With the stock trading well below a $1 in 2009 and on the verge of being delisted, the situation looked bleak. However, as the economy began to rebound in 2010 their reorganization plan and more streamlined, efficient business began to show signs of life, even modest growth. The company avoided any adverse credit events and returned to profitability in 2011, with sales of $180 million and net income of $1.4 million. By placing greater emphasis on the higher margin direct business and sales of more aerobic oriented products, Nautilus has continued to increase sales, profitability and margins since 2010. The recently launched Bowflex MAX trainer was designed and engineered for the time-crunched masses to attain a total body workout in 15 minutes. Here's a good video that explains the engineering and innovation of the machine. Sales grew more than 12% in 2013 to $218 million with margins approaching 10%.
The stock has rebounded sharply and been one of the best performers on the NYSE in recent years. Approaching close to $10 in July 2013 the shares are trading around $8.20 with a multiple in the 12-14 range. Earnings were positively affected in 2013 by a partial reversal of a valuation allowance on deferred tax assets that contributed $33 million to earnings. Subtracting that, the company produced net income of $20 MM on $207 MM in sales over the trailing 12 months. With a market cap of $265 MM and 31.1 shares outstanding the shares can, and have been volatile. Average daily trading volume is 175,000 over the past three months, so liquidity is adequate.
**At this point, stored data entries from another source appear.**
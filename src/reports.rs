// Aggregation and KPI derivation: pure functions over the canonical table.
// Every function is total on empty input and never mutates its argument.
use crate::types::{CanonicalRecord, KpiSet, Trend};
use std::collections::HashMap;

/// Categorical grouping dimensions the presentation layer can ask for.
#[derive(Debug, Clone, Copy, PartialEq, Eq)]
pub enum Dimension {
    Region,
    Municipality,
    Zone,
    Year,
    ArticleKey,
}

impl Dimension {
    fn key_of(self, r: &CanonicalRecord) -> String {
        match self {
            Dimension::Region => r.region.clone(),
            Dimension::Municipality => r.municipality.clone(),
            Dimension::Zone => r.zone.clone(),
            Dimension::Year => r.year.to_string(),
            Dimension::ArticleKey => r.article_key.clone(),
        }
    }
}

/// Percent-change band treated as flat when classifying the overall trend.
const STABLE_BAND_PCT: f64 = 5.0;

/// Group by one dimension and sum case counts.
///
/// Keys appear in first-encounter order over the canonical table, which
/// makes downstream tie-breaking deterministic. Empty input yields an empty
/// aggregate.
pub fn sum_by(records: &[CanonicalRecord], dim: Dimension) -> Vec<(String, u64)> {
    let mut index: HashMap<String, usize> = HashMap::new();
    let mut out: Vec<(String, u64)> = Vec::new();
    for r in records {
        let key = dim.key_of(r);
        match index.get(&key) {
            Some(&i) => out[i].1 += r.case_count,
            None => {
                index.insert(key.clone(), out.len());
                out.push((key, r.case_count));
            }
        }
    }
    out
}

/// Group by (year, article key); the heatmap-shaped aggregate.
pub fn sum_by_year_article(records: &[CanonicalRecord]) -> Vec<((i32, String), u64)> {
    let mut index: HashMap<(i32, String), usize> = HashMap::new();
    let mut out: Vec<((i32, String), u64)> = Vec::new();
    for r in records {
        let key = (r.year, r.article_key.clone());
        match index.get(&key) {
            Some(&i) => out[i].1 += r.case_count,
            None => {
                index.insert(key.clone(), out.len());
                out.push((key, r.case_count));
            }
        }
    }
    out
}

/// Top `n` groups by summed case count, descending.
///
/// The sort is stable over the first-encounter-ordered aggregate, so tied
/// groups keep the order in which their keys first appeared in the table.
pub fn top_n(records: &[CanonicalRecord], dim: Dimension, n: usize) -> Vec<(String, u64)> {
    let mut sums = sum_by(records, dim);
    sums.sort_by(|a, b| b.1.cmp(&a.1));
    sums.truncate(n);
    sums
}

/// Derive the full KPI set from the canonical table.
pub fn compute_kpis(records: &[CanonicalRecord]) -> KpiSet {
    let total_cases: u64 = records.iter().map(|r| r.case_count).sum();

    let known_years: Vec<i32> = records
        .iter()
        .map(|r| r.year)
        .filter(|&y| y != 0)
        .collect();
    let year_range = match (known_years.iter().min(), known_years.iter().max()) {
        (Some(&min), Some(&max)) => Some((min, max)),
        _ => None,
    };

    KpiSet {
        total_cases,
        records_analyzed: records.len(),
        year_range,
        top_article: leader(records, Dimension::ArticleKey),
        top_region: leader(records, Dimension::Region),
        trend: compute_trend(records, year_range),
    }
}

/// Argmax of `sum_by(dim)`. Undefined (rendered "N/A") when fewer than 2
/// distinct categories exist; ties resolve to the first-encountered key,
/// like `top_n`.
fn leader(records: &[CanonicalRecord], dim: Dimension) -> Option<String> {
    let sums = sum_by(records, dim);
    if sums.len() < 2 {
        return None;
    }
    sums.into_iter()
        .reduce(|best, x| if x.1 > best.1 { x } else { best })
        .map(|(k, _)| k)
}

fn compute_trend(records: &[CanonicalRecord], year_range: Option<(i32, i32)>) -> Trend {
    let Some((first, last)) = year_range else {
        return Trend::InsufficientData;
    };
    trend_of(year_total(records, first), year_total(records, last))
}

fn year_total(records: &[CanonicalRecord], year: i32) -> u64 {
    records
        .iter()
        .filter(|r| r.year == year)
        .map(|r| r.case_count)
        .sum()
}

/// Trend policy between the earliest- and latest-year sums.
///
/// A zero initial sum short-circuits to a fixed label instead of dividing;
/// a zero final sum means the latest known year carries no usable signal.
/// Never returns infinity or NaN.
pub fn trend_of(initial: u64, final_: u64) -> Trend {
    if final_ == 0 {
        return Trend::InsufficientData;
    }
    if initial == 0 {
        return Trend::ExplosiveGrowth;
    }
    let pct = (final_ as f64 - initial as f64) / initial as f64 * 100.0;
    if pct > STABLE_BAND_PCT {
        Trend::Growth(pct)
    } else if pct < -STABLE_BAND_PCT {
        Trend::Decline(pct)
    } else {
        Trend::Stable(pct)
    }
}

#[cfg(test)]
mod tests {
    use super::*;

    fn record(year: i32, region: &str, article: &str, zone: &str, count: u64) -> CanonicalRecord {
        CanonicalRecord {
            date_of_incident: None,
            year,
            region: region.to_string(),
            municipality: String::new(),
            zone: zone.to_string(),
            conduct_description: format!("{}. DETALLE", article),
            conduct_description_short: article.to_string(),
            article_key: article.to_string(),
            case_count: count,
        }
    }

    fn sample() -> Vec<CanonicalRecord> {
        vec![
            record(2018, "ANTIOQUIA", "TALA", "RURAL", 3),
            record(2018, "CAUCA", "CAZA", "RURAL", 2),
            record(2019, "ANTIOQUIA", "TALA", "URBANA", 4),
            record(2019, "META", "PESCA", "RURAL", 2),
            record(0, "CAUCA", "CAZA", "URBANA", 1),
        ]
    }

    #[test]
    fn sum_by_conserves_total_cases() {
        let records = sample();
        let total: u64 = records.iter().map(|r| r.case_count).sum();
        for dim in [
            Dimension::Region,
            Dimension::ArticleKey,
            Dimension::Zone,
            Dimension::Year,
        ] {
            let grouped: u64 = sum_by(&records, dim).iter().map(|(_, s)| s).sum();
            assert_eq!(grouped, total);
        }
    }

    #[test]
    fn sum_by_keeps_first_encounter_order() {
        let keys: Vec<String> = sum_by(&sample(), Dimension::Region)
            .into_iter()
            .map(|(k, _)| k)
            .collect();
        assert_eq!(keys, vec!["ANTIOQUIA", "CAUCA", "META"]);
    }

    #[test]
    fn sum_by_empty_input_is_empty() {
        assert!(sum_by(&[], Dimension::Region).is_empty());
        assert!(sum_by_year_article(&[]).is_empty());
    }

    #[test]
    fn top_n_is_deterministic_and_breaks_ties_by_encounter_order() {
        let records = vec![
            record(2019, "META", "PESCA", "RURAL", 2),
            record(2019, "CAUCA", "CAZA", "RURAL", 2),
            record(2019, "ANTIOQUIA", "TALA", "RURAL", 5),
        ];
        let first = top_n(&records, Dimension::ArticleKey, 3);
        let second = top_n(&records, Dimension::ArticleKey, 3);
        assert_eq!(first, second);
        assert_eq!(first[0].0, "TALA");
        // PESCA and CAZA are tied; PESCA appeared first.
        assert_eq!(first[1].0, "PESCA");
        assert_eq!(first[2].0, "CAZA");
    }

    #[test]
    fn year_article_grouping_sums_pairs() {
        let agg = sum_by_year_article(&sample());
        let tala_2018 = agg
            .iter()
            .find(|((y, a), _)| *y == 2018 && a == "TALA")
            .unwrap();
        assert_eq!(tala_2018.1, 3);
    }

    #[test]
    fn kpis_on_sample() {
        let k = compute_kpis(&sample());
        assert_eq!(k.total_cases, 12);
        assert_eq!(k.records_analyzed, 5);
        assert_eq!(k.year_range, Some((2018, 2019)));
        assert_eq!(k.top_article.as_deref(), Some("TALA"));
        assert_eq!(k.top_region.as_deref(), Some("ANTIOQUIA"));
        // 2018 sum 5, 2019 sum 6: +20% growth.
        assert_eq!(k.trend, Trend::Growth(20.0));
    }

    #[test]
    fn kpis_on_empty_table_are_neutral() {
        let k = compute_kpis(&[]);
        assert_eq!(k.total_cases, 0);
        assert_eq!(k.year_range, None);
        assert_eq!(k.top_article, None);
        assert_eq!(k.top_region, None);
        assert_eq!(k.trend, Trend::InsufficientData);
    }

    #[test]
    fn leaders_undefined_with_fewer_than_two_categories() {
        let records = vec![record(2019, "META", "PESCA", "RURAL", 9)];
        let k = compute_kpis(&records);
        assert_eq!(k.top_article, None);
        assert_eq!(k.top_region, None);
    }

    #[test]
    fn unknown_years_are_excluded_from_the_range() {
        let records = vec![
            record(0, "META", "PESCA", "RURAL", 1),
            record(0, "CAUCA", "CAZA", "RURAL", 1),
        ];
        let k = compute_kpis(&records);
        assert_eq!(k.year_range, None);
        assert_eq!(k.trend, Trend::InsufficientData);
    }

    #[test]
    fn trend_policy_table() {
        assert_eq!(trend_of(0, 100), Trend::ExplosiveGrowth);
        assert_eq!(trend_of(100, 0), Trend::InsufficientData);
        assert_eq!(trend_of(0, 0), Trend::InsufficientData);
        assert_eq!(trend_of(100, 105), Trend::Stable(5.0));
        assert_eq!(trend_of(100, 106), Trend::Growth(6.0));
        assert_eq!(trend_of(100, 95), Trend::Stable(-5.0));
        assert_eq!(trend_of(100, 94), Trend::Decline(-6.0));
    }

    #[test]
    fn trend_never_produces_non_finite_values() {
        for (i, f) in [(0u64, 0u64), (0, 7), (7, 0), (1, u32::MAX as u64)] {
            match trend_of(i, f) {
                Trend::Growth(p) | Trend::Decline(p) | Trend::Stable(p) => {
                    assert!(p.is_finite())
                }
                Trend::ExplosiveGrowth | Trend::InsufficientData => {}
            }
        }
    }

    #[test]
    fn single_known_year_reports_stable_zero() {
        let records = vec![
            record(2019, "META", "PESCA", "RURAL", 4),
            record(2019, "CAUCA", "CAZA", "RURAL", 2),
        ];
        assert_eq!(compute_kpis(&records).trend, Trend::Stable(0.0));
    }
}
Shorter- and longer-term moving averages are exhibiting positive momentum, but the stock has appreciated significantly in the past 12 months, so caution is advised. The CEO and COO have acquired shares in the past six months and there has not been any significant insider selling. Full-year 2013 and Q4 2013 preliminary results were issued on Jan. 13 that pushed the stock 10% higher. Full operating results will be released in late February and could provide a pullback for a better entry price. Based on a free cash flow model with sales growth in the 10% range, a 12% discount rate and slight margin improvements, I think 25% upside is reasonable over the next 12-18 months.